TASK DESCRIPTION:
What is needed here is a word-for-word copy of all the entries below.

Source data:
//! Cleaning: duplicate removal, imputation and derived columns
//!
//! [`clean`] runs every step in order on a table in place. Each step checks
//! the columns it needs and does nothing when they are absent.

use std::collections::HashSet;

use serde::Serialize;
use tracing::{debug, warn};

use crate::{
    column::{CellKey, Column, ColumnData},
    schema::Field,
    table::PassengerTable,
};

/// A fill value and the number of nulls it replaced.
#[derive(Debug, Clone, PartialEq, Serialize)]
pub struct Imputation<T> {
    pub value: T,
    pub filled: usize,
}

/// What [`clean`] changed.
#[derive(Debug, Clone, PartialEq, Serialize)]
pub struct CleaningReport {
    pub rows_before: usize,
    pub rows_after: usize,
    pub duplicates_removed: usize,
    pub age: Option<Imputation<f64>>,
    pub embarked: Option<Imputation<String>>,
    pub family_size_derived: bool,
    /// Remaining nulls in `age` and `embarked`, for the columns that exist.
    pub nulls_after: Vec<(Field, usize)>,
}

/// Runs the cleaning steps on `table`.
///
/// ```
/// use steerage_table::{clean, loader::{self, HeaderStyle}, schema::Field};
///
/// let csv = "Survived,Age,SibSp,Parch,Embarked\n0,22,1,0,S\n1,,0,0,\n1,38,1,2,S\n";
/// let mut table = loader::from_reader(csv.as_bytes(), HeaderStyle::Source).unwrap();
/// let report = clean::clean(&mut table);
/// assert_eq!(report.age.unwrap().value, 30.0);
/// assert_eq!(report.embarked.unwrap().value, "S");
/// assert_eq!(table.ints(Field::FamilySize), Some(&[Some(2), Some(1), Some(4)][..]));
/// ```
pub fn clean(table: &mut PassengerTable) -> CleaningReport {
    let rows_before = table.row_count();
    let duplicates_removed = drop_duplicates(table);
    let age = impute_median_counted(table, Field::Age);
    let embarked = impute_mode_counted(table, Field::Embarked);
    let family_size_derived = derive_family_size(table);
    let nulls_after = [Field::Age, Field::Embarked]
        .into_iter()
        .filter_map(|field| Some((field, table.column(field)?.data.null_count())))
        .collect();

    CleaningReport {
        rows_before,
        rows_after: table.row_count(),
        duplicates_removed,
        age,
        embarked,
        family_size_derived,
        nulls_after,
    }
}

/// Removes rows identical to an earlier row, comparing every column.
///
/// Nulls are equal to each other. The first occurrence is kept along with its
/// original row label. Returns the number of rows removed.
pub fn drop_duplicates(table: &mut PassengerTable) -> usize {
    let rows = table.row_count();
    let mask = {
        let mut seen = HashSet::with_capacity(rows);
        (0..rows)
            .map(|row| {
                let key = table
                    .columns()
                    .iter()
                    .map(|c| c.data.key(row))
                    .collect::<Vec<CellKey<'_>>>();
                seen.insert(key)
            })
            .collect::<Vec<_>>()
    };
    let removed = mask.iter().filter(|keep| !**keep).count();
    if removed > 0 {
        table.retain_rows(&mask);
    }
    removed
}

/// Replaces nulls in a float column with the median of its observed values.
///
/// Returns `None` when the column is absent or not a float column, and when
/// it has no observed values (the column is left unchanged).
pub fn impute_median(table: &mut PassengerTable, field: Field) -> Option<f64> {
    impute_median_counted(table, field).map(|i| i.value)
}

fn impute_median_counted(table: &mut PassengerTable, field: Field) -> Option<Imputation<f64>> {
    let Some(column) = table.column_mut(field) else {
        debug!(%field, "column absent, skipping median imputation");
        return None;
    };
    let ColumnData::Float(values) = &mut column.data else {
        debug!(%field, "not a float column, skipping median imputation");
        return None;
    };
    let Some(median) = steerage_stats::descriptive::median(values.iter().flatten().copied())
    else {
        warn!(%field, "no observed values, leaving nulls in place");
        return None;
    };
    let filled = fill_nulls(values, median);
    debug!(%field, median, filled, "imputed median");
    Some(Imputation {
        value: median,
        filled,
    })
}

/// Replaces nulls in a categorical column with its most frequent value.
///
/// Ties go to the value encountered first. Returns `None` when the column is
/// absent, not categorical, or entirely null.
pub fn impute_mode(table: &mut PassengerTable, field: Field) -> Option<String> {
    impute_mode_counted(table, field).map(|i| i.value)
}

fn impute_mode_counted(table: &mut PassengerTable, field: Field) -> Option<Imputation<String>> {
    let Some(column) = table.column_mut(field) else {
        debug!(%field, "column absent, skipping mode imputation");
        return None;
    };
    let Some(mode) = category_mode(&column.data) else {
        warn!(%field, "no observed values, leaving nulls in place");
        return None;
    };
    let ColumnData::Category(values) = &mut column.data else {
        return None;
    };
    let filled = fill_nulls(values, mode.clone());
    debug!(%field, %mode, filled, "imputed mode");
    Some(Imputation {
        value: mode,
        filled,
    })
}

fn category_mode(data: &ColumnData) -> Option<String> {
    if !data.is_category() {
        return None;
    }
    let (top, _) = data.value_counts().into_iter().next()?;
    Some(top.to_string())
}

/// Fills `sibsp`/`parch` nulls with 0 and sets `family_size = sibsp + parch + 1`.
///
/// Needs both columns; returns whether `family_size` was written.
pub fn derive_family_size(table: &mut PassengerTable) -> bool {
    if !table.has_all(&[Field::SibSp, Field::Parch]) {
        debug!("sibsp/parch absent, not deriving family_size");
        return false;
    }
    for field in [Field::SibSp, Field::Parch] {
        if let Some(Column {
            data: ColumnData::Int(values),
            ..
        }) = table.column_mut(field)
        {
            fill_nulls(values, 0);
        }
    }
    let (Some(sibsp), Some(parch)) = (table.ints(Field::SibSp), table.ints(Field::Parch)) else {
        return false;
    };
    let family_size = sibsp
        .iter()
        .zip(parch)
        .map(|(s, p)| Some(s.unwrap_or(0) + p.unwrap_or(0) + 1))
        .collect();
    table.set_column(Column::new(Field::FamilySize, ColumnData::Int(family_size)));
    true
}

fn fill_nulls<T>(values: &mut [Option<T>], fill: T) -> usize
where
    T: Clone,
{
    let mut filled = 0;
    for value in values.iter_mut().filter(|v| v.is_none()) {
        *value = Some(fill.clone());
        filled += 1;
    }
    filled
}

WRITTEN RESPONSE:
//! Cleaning: duplicate removal, imputation and derived columns
//!
//! [`clean`] runs every step in order on a table in place. Each step checks
//! the columns it needs and does nothing when they are absent.

use std::collections::HashSet;

use serde::Serialize;
use tracing::{debug, warn};

use crate::{
    column::{CellKey, Column, ColumnData},
    schema::Field,
    table::PassengerTable,
};

/// A fill value and the number of nulls it replaced.
#[derive(Debug, Clone, PartialEq, Serialize)]
pub struct Imputation<T> {
    pub value: T,
    pub filled: usize,
}

/// What [`clean`] changed.
#[derive(Debug, Clone, PartialEq, Serialize)]
pub struct CleaningReport {
    pub rows_before: usize,
    pub rows_after: usize,
    pub duplicates_removed: usize,
    pub age: Option<Imputation<f64>>,
    pub embarked: Option<Imputation<String>>,
    pub family_size_derived: bool,
    /// Remaining nulls in `age` and `embarked`, for the columns that exist.
    pub nulls_after: Vec<(Field, usize)>,
}

/// Runs the cleaning steps on `table`.
///
/// ```
/// use steerage_table::{clean, loader::{self, HeaderStyle}, schema::Field};
///
/// let csv = "Survived,Age,SibSp,Parch,Embarked\n0,22,1,0,S\n1,,0,0,\n1,38,1,2,S\n";
/// let mut table = loader::from_reader(csv.as_bytes(), HeaderStyle::Source).unwrap();
/// let report = clean::clean(&mut table);
/// assert_eq!(report.age.unwrap().value, 30.0);
/// assert_eq!(report.embarked.unwrap().value, "S");
/// assert_eq!(table.ints(Field::FamilySize), Some(&[Some(2), Some(1), Some(4)][..]));
/// ```
pub fn clean(table: &mut PassengerTable) -> CleaningReport {
    let rows_before = table.row_count();
    let duplicates_removed = drop_duplicates(table);
    let age = impute_median_counted(table, Field::Age);
    let embarked = impute_mode_counted(table, Field::Embarked);
    let family_size_derived = derive_family_size(table);
    let nulls_after = [Field::Age, Field::Embarked]
        .into_iter()
        .filter_map(|field| Some((field, table.column(field)?.data.null_count())))
        .collect();

    CleaningReport {
        rows_before,
        rows_after: table.row_count(),
        duplicates_removed,
        age,
        embarked,
        family_size_derived,
        nulls_after,
    }
}

/// Removes rows identical to an earlier row, comparing every column.
///
/// Nulls are equal to each other. The first occurrence is kept along with its
/// original row label. Returns the number of rows removed.
pub fn drop_duplicates(table: &mut PassengerTable) -> usize {
    let rows = table.row_count();
    let mask = {
        let mut seen = HashSet::with_capacity(rows);
        (0..rows)
            .map(|row| {
                let key = table
                    .columns()
                    .iter()
                    .map(|c| c.data.key(row))
                    .collect::<Vec<CellKey<'_>>>();
                seen.insert(key)
            })
            .collect::<Vec<_>>()
    };
    let removed = mask.iter().filter(|keep| !**keep).count();
    if removed > 0 {
        table.retain_rows(&mask);
    }
    removed
}

/// Replaces nulls in a float column with the median of its observed values.
///
/// Returns `None` when the column is absent or not a float column, and when
/// it has no observed values (the column is left unchanged).
pub fn impute_median(table: &mut PassengerTable, field: Field) -> Option<f64> {
    impute_median_counted(table, field).map(|i| i.value)
}

fn impute_median_counted(table: &mut PassengerTable, field: Field) -> Option<Imputation<f64>> {
    let Some(column) = table.column_mut(field) else {
        debug!(%field, "column absent, skipping median imputation");
        return None;
    };
    let ColumnData::Float(values) = &mut column.data else {
        debug!(%field, "not a float column, skipping median imputation");
        return None;
    };
    let Some(median) = steerage_stats::descriptive::median(values.iter().flatten().copied())
    else {
        warn!(%field, "no observed values, leaving nulls in place");
        return None;
    };
    let filled = fill_nulls(values, median);
    debug!(%field, median, filled, "imputed median");
    Some(Imputation {
        value: median,
        filled,
    })
}

/// Replaces nulls in a categorical column with its most frequent value.
///
/// Ties go to the value encountered first. Returns `None` when the column is
/// absent, not categorical, or entirely null.
pub fn impute_mode(table: &mut PassengerTable, field: Field) -> Option<String> {
    impute_mode_counted(table, field).map(|i| i.value)
}

fn impute_mode_counted(table: &mut PassengerTable, field: Field) -> Option<Imputation<String>> {
    let Some(column) = table.column_mut(field) else {
        debug!(%field, "column absent, skipping mode imputation");
        return None;
    };
    let Some(mode) = category_mode(&column.data) else {
        warn!(%field, "no observed values, leaving nulls in place");
        return None;
    };
    let ColumnData::Category(values) = &mut column.data else {
        return None;
    };
    let filled = fill_nulls(values, mode.clone());
    debug!(%field, %mode, filled, "imputed mode");
    Some(Imputation {
        value: mode,
        filled,
    })
}

fn category_mode(data: &ColumnData) -> Option<String> {
    if !data.is_category() {
        return None;
    }
    let (top, _) = data.value_counts().into_iter().next()?;
    Some(top.to_string())
}

/// Fills `sibsp`/`parch` nulls with 0 and sets `family_size = sibsp + parch + 1`.
///
/// Needs both columns; returns whether `family_size` was written.
pub fn derive_family_size(table: &mut PassengerTable) -> bool {
    if !table.has_all(&[Field::SibSp, Field::Parch]) {
        debug!("sibsp/parch absent, not deriving family_size");
        return false;
    }
    for field in [Field::SibSp, Field::Parch] {
        if let Some(Column {
            data: ColumnData::Int(values),
            ..
        }) = table.column_mut(field)
        {
            fill_nulls(values, 0);
        }
    }
    let (Some(sibsp), Some(parch)) = (table.ints(Field::SibSp), table.ints(Field::Parch)) else {
        return false;
    };
    let family_size = sibsp
        .iter()
        .zip(parch)
        .map(|(s, p)| Some(s.unwrap_or(0) + p.unwrap_or(0) + 1))
        .collect();
    table.set_column(Column::new(Field::FamilySize, ColumnData::Int(family_size)));
    true
}

fn fill_nulls<T>(values: &mut [Option<T>], fill: T) -> usize
where
    T: Clone,
{
    let mut filled = 0;
    for value in values.iter_mut().filter(|v| v.is_none()) {
        *value = Some(fill.clone());
        filled += 1;
    }
    filled
}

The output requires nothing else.